No, you are much younger than I am.  I am saying what we at 77 are facing with regularity.  I guess it is called life and death.  

My daughter cannot have a flu shot because of her immunocompromised state.  She has von Willebrand's (Factor VIII) in her blood and will bleed like hemophilia.  She inherited the tendency from me.  I have Factor IX. Then she had the teratoma tumors that do not metastasize but grow in one place and they spread, but not like fingers, like seeds.  She had a hysterectomy late teens,  early 20's.  She just finished immunotherapy that left her with terrible headaches on the first two days.  She has to have the platelets built up all the time.  She has diabetes from medicine they gave her for bipolar and she has hypothyroidism too.  They sent her to The Cleveland Clinic for special radiation and then followed by hospital down here that sent two docs to train in this radiotherapy.  She  might be around your age.  She was born in 1967.  As a small child she scratched a mosquito bite and I sat up all night with my finger on the tiny spot and when I moved my finger it spurted like an oil well.  Got her to hematologist the next day emergently.   It was not a bleeder vein, just the discovery of the von Willebrand's.  I think they have to give her vitamin K before and after surgery.  Right now it is quiescent, but she goes back to doc Thursday.  We'll see.  

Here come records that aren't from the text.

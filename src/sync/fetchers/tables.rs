//! Tables and views.

use super::DetailFetcher;
use crate::error::CacheResult;
use crate::models::{CacheColumn, CacheTableLike, CatalogObjectRef, ObjectKind, TableSnapshot};
use crate::remote::{RemoteRow, queries};
use tracing::debug;

pub fn table_from_row(row: &RemoteRow) -> CacheResult<CacheTableLike> {
    Ok(CacheTableLike {
        owner: row.required_str("OWNER")?.to_string(),
        name: row.required_str("TABLE_NAME")?.to_string(),
        is_view: false,
        num_rows: row.int("NUM_ROWS"),
        last_analyzed: row.date("LAST_ANALYZED"),
        partitioned: row.flag("PARTITIONED"),
        ..Default::default()
    })
}

pub fn view_from_row(row: &RemoteRow) -> CacheResult<CacheTableLike> {
    Ok(CacheTableLike {
        owner: row.required_str("OWNER")?.to_string(),
        name: row.required_str("VIEW_NAME")?.to_string(),
        is_view: true,
        is_editioning: row.flag("EDITIONING_VIEW"),
        is_read_only: row.flag("READ_ONLY"),
        sql_text: row.string("TEXT"),
        ..Default::default()
    })
}

pub fn column_from_row(owner: &str, table: &str, row: &RemoteRow) -> CacheResult<CacheColumn> {
    Ok(CacheColumn {
        owner: owner.to_string(),
        table_name: table.to_string(),
        column_name: row.required_str("COLUMN_NAME")?.to_string(),
        column_id: row.int("COLUMN_ID"),
        data_type: row.string("DATA_TYPE"),
        data_length: row.int("DATA_LENGTH"),
        data_precision: row.int("DATA_PRECISION"),
        data_scale: row.int("DATA_SCALE"),
        nullable: row.flag("NULLABLE"),
        data_default: row.string("DATA_DEFAULT").map(|d| d.trim().to_string()),
    })
}

impl DetailFetcher {
    pub(super) async fn sync_tables(
        &self,
        kind: ObjectKind,
        batch: &[CatalogObjectRef],
    ) -> CacheResult<()> {
        let style = self.session.placeholder_style();
        let is_view = kind == ObjectKind::View;
        let statement = if is_view {
            queries::view_detail(batch, style)
        } else {
            queries::table_detail(batch, style)
        };

        let rows = self.fetch_all(statement).await?;
        let mut snapshots = Vec::with_capacity(rows.len());
        for row in &rows {
            let table = if is_view {
                view_from_row(row)?
            } else {
                table_from_row(row)?
            };

            let statement = queries::column_detail(&table.owner, &table.name, style);
            let qualified = format!("{}.{}", table.owner, table.name);
            let Some(column_rows) = self.fetch_for_object(statement, &qualified).await? else {
                continue;
            };
            let columns = column_rows
                .iter()
                .map(|r| column_from_row(&table.owner, &table.name, r))
                .collect::<CacheResult<Vec<_>>>()?;

            snapshots.push(TableSnapshot { table, columns });
        }

        let mut uow = self.store.begin().await?;
        for object in batch {
            uow.upsert_object(object).await?;
        }
        for snapshot in &snapshots {
            uow.upsert_table(snapshot).await?;
        }
        uow.commit().await?;

        debug!(
            kind = %kind,
            listed = batch.len(),
            stored = snapshots.len(),
            component = "fetcher",
            "Table-like batch stored"
        );
        Ok(())
    }
}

So no, I was not comparing yours to elderly people.  It is something we all fight daily if we live long enough.  But, my daughter has these problems constantly.  My sister is 68 and I have been to the  ER with her more than once, about 11:00 pm usually.  At first I did not realize she had started drinking again, but if I had taken care of my mom there is not enough alcohol to relieve the turmoil.  She has been in AA for two years or more now.  But, her lungs are so damaged.  So, I am some familiar with your problems.  Myself, nothing will save me, so I have to try to stay out of the ER.  Once since Billy left.  And, I am in terrible shape.  Duct tape and Gorilla glue only.  Nothing can fix me.  But if they keep ignoring you, try to find a new one.  Unless you are in insurance prison.  Our lives have been dictated by people other than us.  

Kay, I'm sorry about your kitty.  I hope this winter is kinder to you.   

And Gwen, I agree 100% with you having your Xanax as you take it.  That is why I go to Arkansas twice a year.  In Louisiana I would have to go back to doctor once a month to get refill.  And, if anyone disagrees it bothers me not at all.  I take only as prescribed.  I told the doc that I did not want to ever quit it.  With my neurological condition, they agree with me.  I hope they listen to you.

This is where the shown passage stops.